Résumé de la décision
La Cour de cassation a cassé et annulé un jugement du tribunal des affaires de sécurité sociale de Nanterre, qui avait accordé le remboursement des frais de transport de Mme X... pour un trajet de plus de 150 kilomètres, malgré l'absence d'une demande d'entente préalable correcte. De fait, la caisse primaire d'assurance maladie (CPAM) des Hauts-de-Seine avait refusé ce remboursement, affirmant qu'aucune demande conforme n'avait été soumise. La Cour a jugé que le tribunal avait mal appliqué les textes de loi en considéra les demandes informelles comme valables.
Arguments pertinents
1. Conditions de prise en charge : Selon les articles R. 322-10 et R. 322-10-4 du code de la sécurité sociale, tout transport dépassant 150 kilomètres nécessite un accord préalable de la caisse, sauf urgence. Cet accord doit être formalisé par une demande d'entente préalable remplie et signée par le médecin prescripteur.
> "La prise en charge des frais de transport exposés sur une distance excédant 150 kilomètres est subordonnée à l'accord préalable de la caisse" (Code de la sécurité sociale - Article R. 322-10-4).
2. Absence de demande conforme : La Cour a constaté que la demande de Mme X... n'avait été formulée ni dans les délais requis ni dans le format adéquat, puisque aucune demande d'entente préalable signée par le médecin n'avait été faite.

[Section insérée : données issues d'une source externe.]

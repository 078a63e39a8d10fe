use crate::{
    db::seek::{CompareOp, ComparePredicate, Predicate},
    traits::SortKey,
    value::{Value, canonical_cmp},
};
use std::cmp::Ordering;

impl Predicate {
    /// Evaluate this predicate against one row.
    ///
    /// Comparisons use the canonical value order, the same order
    /// [`OrderSpec::compare`](crate::db::seek::OrderSpec::compare) sorts by.
    /// `Null` is therefore an ordinary value that sorts first, not SQL's
    /// unknown; a missing column reads as `Null`.
    #[must_use]
    pub fn matches<R: SortKey + ?Sized>(&self, row: &R) -> bool {
        match self {
            Self::And(children) => children.iter().all(|child| child.matches(row)),
            Self::Or(children) => children.iter().any(|child| child.matches(row)),
            Self::Compare(cmp) => cmp.matches(row),
        }
    }
}

impl ComparePredicate {
    #[must_use]
    pub fn matches<R: SortKey + ?Sized>(&self, row: &R) -> bool {
        let actual = row.field_value(&self.field).unwrap_or(Value::Null);

        op_holds(self.op, canonical_cmp(&actual, &self.value))
    }
}

const fn op_holds(op: CompareOp, ordering: Ordering) -> bool {
    match op {
        CompareOp::Eq => ordering.is_eq(),
        CompareOp::Lt => ordering.is_lt(),
        CompareOp::Lte => ordering.is_le(),
        CompareOp::Gt => ordering.is_gt(),
        CompareOp::Gte => ordering.is_ge(),
    }
}
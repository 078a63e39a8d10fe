use thiserror::Error as ThisError;

///
/// TokenError
/// Continuation token encoding/decoding failures.
///

#[derive(Clone, Debug, Eq, PartialEq, ThisError)]
pub enum TokenError {
    #[error("continuation token is not valid base64: {0}")]
    Base64(String),

    #[error("failed to decode continuation token: {0}")]
    Decode(String),

    #[error("failed to encode continuation token: {0}")]
    Encode(String),

    #[error("invalid continuation token: {reason}")]
    Invalid { reason: String },
}

impl TokenError {
    pub(crate) fn invalid(reason: impl Into<String>) -> Self {
        Self::Invalid {
            reason: reason.into(),
        }
    }
}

> "Il résulte de ses propres constatations que la demande de l'assurée concernant le transport litigieux n'avait donné lieu à aucune demande distincte d'accord préalable formulée par le médecin prescripteur" (décision de la Cour de cassation).
3. Conséquence de l'absence de réponse : Le tribunal de Nanterre avait interprété l'absence de réponse de la caisse dans un délai de 15 jours comme un accord tacite pour le remboursement. Toutefois, la Cour de cassation a souligné que cette absence ne relâchait pas l'obligation de soumettre une demande d'entente préalable conforme.

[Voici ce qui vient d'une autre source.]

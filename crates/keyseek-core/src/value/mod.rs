mod compare;
mod float;
mod kind;

#[cfg(test)]
mod tests;

use serde::{Deserialize, Serialize};

// re-exports
pub use compare::{canonical_cmp, canonical_cmp_slice};
pub use float::Float64;
pub use kind::ValueKind;

///
/// Value
///
/// One sort-key column value carried by a continuation boundary.
///
/// Null  → the column's value is SQL NULL.
///
/// Serialized externally tagged so numeric variants survive a token round trip.
///

#[derive(Clone, Debug, Deserialize, Eq, Hash, PartialEq, Serialize)]
pub enum Value {
    Null,
    Bool(bool),
    Int(i64),
    Uint(u64),
    Float64(Float64),
    Text(String),
}

impl Value {
    /// Declared column kind matching this value, `None` for `Null`.
    #[must_use]
    pub const fn kind(&self) -> Option<ValueKind> {
        match self {
            Self::Null => None,
            Self::Bool(_) => Some(ValueKind::Bool),
            Self::Int(_) => Some(ValueKind::Int),
            Self::Uint(_) => Some(ValueKind::Uint),
            Self::Float64(_) => Some(ValueKind::Float),
            Self::Text(_) => Some(ValueKind::Text),
        }
    }

    #[must_use]
    pub const fn is_null(&self) -> bool {
        matches!(self, Self::Null)
    }

    #[must_use]
    pub fn as_text(&self) -> Option<&str> {
        match self {
            Self::Text(s) => Some(s.as_str()),
            _ => None,
        }
    }

    /// Float constructor that maps non-finite input to `None`.
    #[must_use]
    pub fn float(value: f64) -> Option<Self> {
        Float64::try_new(value).map(Self::Float64)
    }

    /// Stable human-readable variant label for diagnostics.
    #[must_use]
    pub const fn label(&self) -> &'static str {
        match self {
            Self::Null => "Null",
            Self::Bool(_) => "Bool",
            Self::Int(_) => "Int",
            Self::Uint(_) => "Uint",
            Self::Float64(_) => "Float64",
            Self::Text(_) => "Text",
        }
    }
}

impl From<bool> for Value {
    fn from(value: bool) -> Self {
        Self::Bool(value)
    }
}

impl From<i32> for Value {
    fn from(value: i32) -> Self {
        Self::Int(i64::from(value))
    }
}

impl From<i64> for Value {
    fn from(value: i64) -> Self {
        Self::Int(value)
    }
}

impl From<u32> for Value {
    fn from(value: u32) -> Self {
        Self::Uint(u64::from(value))
    }
}

impl From<u64> for Value {
    fn from(value: u64) -> Self {
        Self::Uint(value)
    }
}

impl From<Float64> for Value {
    fn from(value: Float64) -> Self {
        Self::Float64(value)
    }
}

impl From<&str> for Value {
    fn from(value: &str) -> Self {
        Self::Text(value.to_string())
    }
}

impl From<String> for Value {
    fn from(value: String) -> Self {
        Self::Text(value)
    }
}

impl<T: Into<Self>> From<Option<T>> for Value {
    fn from(value: Option<T>) -> Self {
        value.map_or(Self::Null, Into::into)
    }
}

> "L'absence de réponse dans un délai de quinze jours à compter de l'expédition de la demande vaut accord préalable" (Code de la sécurité sociale - Article R. 322-10-4, mais sous condition de demande préalable faite correctement).

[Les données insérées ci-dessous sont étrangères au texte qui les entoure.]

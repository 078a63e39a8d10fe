use crate::{
    db::{
        direction::Direction,
        scheme::{
            SchemeBuilder, SchemeError, SchemeId, SchemeRegistry, format_order, parse_order,
        },
    },
    traits::SortKey,
    value::{Value, ValueKind},
};
use std::{sync::Arc, thread};

///
/// User
///

struct User;

impl SortKey for User {
    const TYPE_TAG: &'static str = "user";

    fn field_value(&self, _column: &str) -> Option<Value> {
        None
    }

    fn column_kind(column: &str) -> Option<ValueKind> {
        match column {
            "id" => Some(ValueKind::Uint),
            "name" | "created_at" => Some(ValueKind::Text),
            _ => None,
        }
    }
}

const ASC2: [Direction; 2] = [Direction::Asc, Direction::Asc];

#[test]
fn scheme_id_is_crc32_of_type_and_columns() {
    // crc32("user:name,id")
    assert_eq!(
        SchemeId::derive("user", &["name", "id"]),
        SchemeId::from_u32(0xe7a6_fa0a)
    );
    assert_eq!(SchemeId::from_u32(0xe7a6_fa0a).to_string(), "e7a6fa0a");
}

#[test]
fn register_is_deterministic_and_normalizes_columns() {
    let registry = SchemeRegistry::new();

    let a = registry
        .register("user", &["name", "id"], &ASC2, false)
        .expect("register");
    let b = registry
        .register("user", &["  NAME ", "Id"], &ASC2, false)
        .expect("re-register");

    assert_eq!(a, b);
    assert_eq!(a, SchemeId::from_u32(0xe7a6_fa0a));
    assert_eq!(registry.len(), 1);
}

#[test]
fn column_order_is_part_of_identity() {
    let registry = SchemeRegistry::new();

    let a = registry
        .register("user", &["name", "id"], &ASC2, false)
        .expect("register");
    let b = registry
        .register("user", &["id", "name"], &ASC2, false)
        .expect("register");

    assert_ne!(a, b);
}

#[test]
fn re_registration_replaces_stored_directions() {
    let registry = SchemeRegistry::new();

    let id = registry
        .register("user", &["name", "id"], &ASC2, false)
        .expect("register");
    registry
        .register("user", &["name", "id"], &[Direction::Desc, Direction::Asc], false)
        .expect("upsert");

    let scheme = registry.resolve_by_id(id).expect("resolve");
    assert_eq!(scheme.directions(), &[Direction::Desc, Direction::Asc]);
}

#[test]
fn first_registration_is_implicit_default() {
    let registry = SchemeRegistry::new();

    let first = registry
        .register("user", &["name"], &[Direction::Asc], false)
        .expect("register");
    let second = registry
        .register("user", &["id"], &[Direction::Asc], false)
        .expect("register");

    assert_eq!(registry.resolve_default("user").expect("default").id(), first);
    assert!(registry.resolve_by_id(first).expect("first").is_default());
    assert!(!registry.resolve_by_id(second).expect("second").is_default());
}

#[test]
fn last_explicit_default_wins_and_previous_is_demoted() {
    let registry = SchemeRegistry::new();

    let implicit = registry
        .register("user", &["name"], &[Direction::Asc], false)
        .expect("register");
    let explicit_a = registry
        .register("user", &["id"], &[Direction::Asc], true)
        .expect("register");
    let explicit_b = registry
        .register("user", &["created_at"], &[Direction::Desc], true)
        .expect("register");
    registry
        .register("user", &["name", "id"], &ASC2, false)
        .expect("register");

    assert_eq!(
        registry.resolve_default("user").expect("default").id(),
        explicit_b
    );

    let defaults: Vec<_> = registry
        .schemes_for("user")
        .into_iter()
        .filter(|scheme| scheme.is_default())
        .map(|scheme| scheme.id())
        .collect();
    assert_eq!(defaults, vec![explicit_b]);
    assert!(!registry.resolve_by_id(implicit).expect("implicit").is_default());
    assert!(!registry.resolve_by_id(explicit_a).expect("a").is_default());
}

#[test]
fn defaults_are_tracked_per_row_type() {
    let registry = SchemeRegistry::new();

    let user = registry
        .register("user", &["name"], &[Direction::Asc], false)
        .expect("register");
    let order = registry
        .register("order", &["name"], &[Direction::Asc], false)
        .expect("register");

    assert_ne!(user, order);
    assert_eq!(registry.resolve_default("order").expect("default").id(), order);
}

#[test]
fn resolve_misses_are_not_found_errors() {
    let registry = SchemeRegistry::new();
    registry
        .register("user", &["name"], &[Direction::Asc], false)
        .expect("register");

    let err = registry
        .resolve_by_id(SchemeId::from_u32(7))
        .expect_err("unknown id");
    assert!(matches!(err, SchemeError::UnknownId { .. }));
    assert!(err.is_not_found());

    let err = registry.resolve_default("order").expect_err("no default");
    assert!(matches!(err, SchemeError::NoDefault { .. }));

    let err = registry
        .resolve_by_columns("user", &["id"])
        .expect_err("unknown columns");
    assert!(matches!(err, SchemeError::UnknownColumns { .. }));
}

#[test]
fn resolve_by_columns_normalizes_input() {
    let registry = SchemeRegistry::new();
    let id = registry
        .register("user", &["name", "id"], &ASC2, false)
        .expect("register");

    let scheme = registry
        .resolve_by_columns("user", &[" Name", "ID "])
        .expect("resolve");
    assert_eq!(scheme.id(), id);
}

#[test]
fn register_rejects_invalid_shapes() {
    let registry = SchemeRegistry::new();
    let nine: Vec<String> = (0..9).map(|i| format!("c{i}")).collect();

    let cases: Vec<(Vec<String>, Vec<Direction>)> = vec![
        (vec![], vec![]),
        (nine, vec![Direction::Asc; 9]),
        (vec!["a".into(), "b".into()], vec![Direction::Asc]),
        (vec!["a".into(), " A ".into()], ASC2.to_vec()),
        (vec!["a".into(), "  ".into()], ASC2.to_vec()),
    ];

    for (columns, directions) in cases {
        let err = registry
            .register("user", &columns, &directions, false)
            .expect_err("shape should be rejected");
        assert!(matches!(err, SchemeError::Invalid { .. }), "{columns:?}");
        assert!(!err.is_not_found());
    }
    assert!(registry.is_empty());
}

#[test]
fn register_accepts_exactly_eight_columns() {
    let registry = SchemeRegistry::new();
    let eight: Vec<String> = (0..8).map(|i| format!("c{i}")).collect();

    registry
        .register("wide", &eight, &[Direction::Desc; 8], true)
        .expect("eight columns fit the direction mask");
}

#[test]
fn register_for_records_declared_kinds() {
    let registry = SchemeRegistry::new();
    let id = registry
        .register_for::<User, _>(&["Name", "id", "score"], &[Direction::Asc; 3], false)
        .expect("register");

    let scheme = registry.resolve_by_id(id).expect("resolve");
    let kinds: Vec<_> = scheme.columns().iter().map(|c| c.kind()).collect();
    assert_eq!(kinds, vec![Some(ValueKind::Text), Some(ValueKind::Uint), None]);
    assert_eq!(scheme.row_type(), "user");
}

#[test]
fn register_order_parses_expression() {
    let registry = SchemeRegistry::new();
    let id = registry
        .register_order::<User>("created_at desc, id", true)
        .expect("register");

    let scheme = registry.resolve_by_id(id).expect("resolve");
    assert_eq!(
        scheme.column_names().collect::<Vec<_>>(),
        vec!["created_at", "id"]
    );
    assert_eq!(scheme.directions(), &[Direction::Desc, Direction::Asc]);
    assert!(scheme.is_default());
}

#[test]
fn parse_order_handles_case_whitespace_and_defaults() {
    let terms = parse_order("  Col1 ASC ,col2   desc, COL3").expect("parse");

    assert_eq!(
        terms,
        vec![
            ("col1".to_string(), Direction::Asc),
            ("col2".to_string(), Direction::Desc),
            ("col3".to_string(), Direction::Asc),
        ]
    );
}

#[test]
fn parse_order_rejects_malformed_terms() {
    for expr in ["", "a,,b", "a ASC,", "a SIDEWAYS", "a ASC extra"] {
        let err = parse_order(expr).expect_err("malformed order");
        assert!(matches!(err, SchemeError::Invalid { .. }), "{expr}");
    }
}

#[test]
fn format_order_renders_canonical_expression() {
    assert_eq!(
        format_order(&["a", "b"], &[Direction::Asc, Direction::Desc]),
        "a ASC, b DESC"
    );
}

#[test]
fn builder_combines_columns_order_and_directions() {
    let registry = SchemeRegistry::new();

    let id = SchemeBuilder::new::<User>()
        .column("name")
        .order("created_at DESC")
        .column("id")
        .mark_default()
        .register(&registry)
        .expect("register");

    let scheme = registry.resolve_by_id(id).expect("resolve");
    assert_eq!(
        scheme.directions(),
        &[Direction::Asc, Direction::Desc, Direction::Asc]
    );
    assert_eq!(scheme.columns()[2].kind(), Some(ValueKind::Uint));
    assert_eq!(registry.resolve_default("user").expect("default").id(), id);
}

#[test]
fn builder_surfaces_deferred_parse_errors() {
    let registry = SchemeRegistry::new();

    let err = SchemeBuilder::new::<User>()
        .order("name UPWARD")
        .register(&registry)
        .expect_err("parse error");
    assert!(matches!(err, SchemeError::Invalid { .. }));

    let err = SchemeBuilder::new::<User>()
        .column("name")
        .direction(Direction::Asc)
        .direction(Direction::Desc)
        .register(&registry)
        .expect_err("too many directions");
    assert!(matches!(err, SchemeError::Invalid { .. }));
}

#[test]
fn concurrent_lookups_and_registrations_stay_consistent() {
    let registry = Arc::new(SchemeRegistry::new());
    let base = registry
        .register("user", &["name", "id"], &ASC2, true)
        .expect("register");

    let handles: Vec<_> = (0..8)
        .map(|i| {
            let registry = Arc::clone(&registry);
            thread::spawn(move || {
                for _ in 0..100 {
                    assert_eq!(registry.resolve_by_id(base).expect("resolve").id(), base);
                }
                registry
                    .register("user", &[format!("c{i}")], &[Direction::Asc], false)
                    .expect("register")
            })
        })
        .collect();

    for handle in handles {
        handle.join().expect("thread should not panic");
    }

    assert_eq!(registry.len(), 9);
    assert_eq!(registry.resolve_default("user").expect("default").id(), base);
}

Interprétations et citations légales
Cette décision met en exergue la rigueur des règles de formalisation des demandes d'entente préalable. L'exigence d'un imprimé particulier vise à garantir que toutes les informations nécessaires et le consentement du prescripteur sont fournis, ce que la juridiction de Nanterre a mal interprété en comptant un simple courrier comme équivalent formel.
Les textes appliqués ici, notamment l'article R. 322-10-4, soulignent un principe fondamental dans le droit de la sécurité sociale : le respect des formalités prévues pour accéder à un remboursement, afin d’éviter les abus :
- Code de la sécurité sociale - Article R. 322-10-4 : "Sauf urgence attestée par le médecin prescripteur, la prise en charge des frais de transport exposés sur une distance excédant 150 kilomètres est subordonnée à l'accord préalable de l'organisme."
- Code de la sécurité sociale - Article R. 322-10-10 et R. 322-10-6 : Ces articles insistent sur les modalités précises de la demande, contredisant donc toute interprétation trop laxiste de la part du tribunal.
Ainsi, le tribunal des affaires de sécurité sociale a failli à sa tâche en négligeant ces prescriptions formelles, permettant ainsi à la Cour de cassation de rappeler l'importance de leur respect pour le bon fonctionnement du système de remboursement.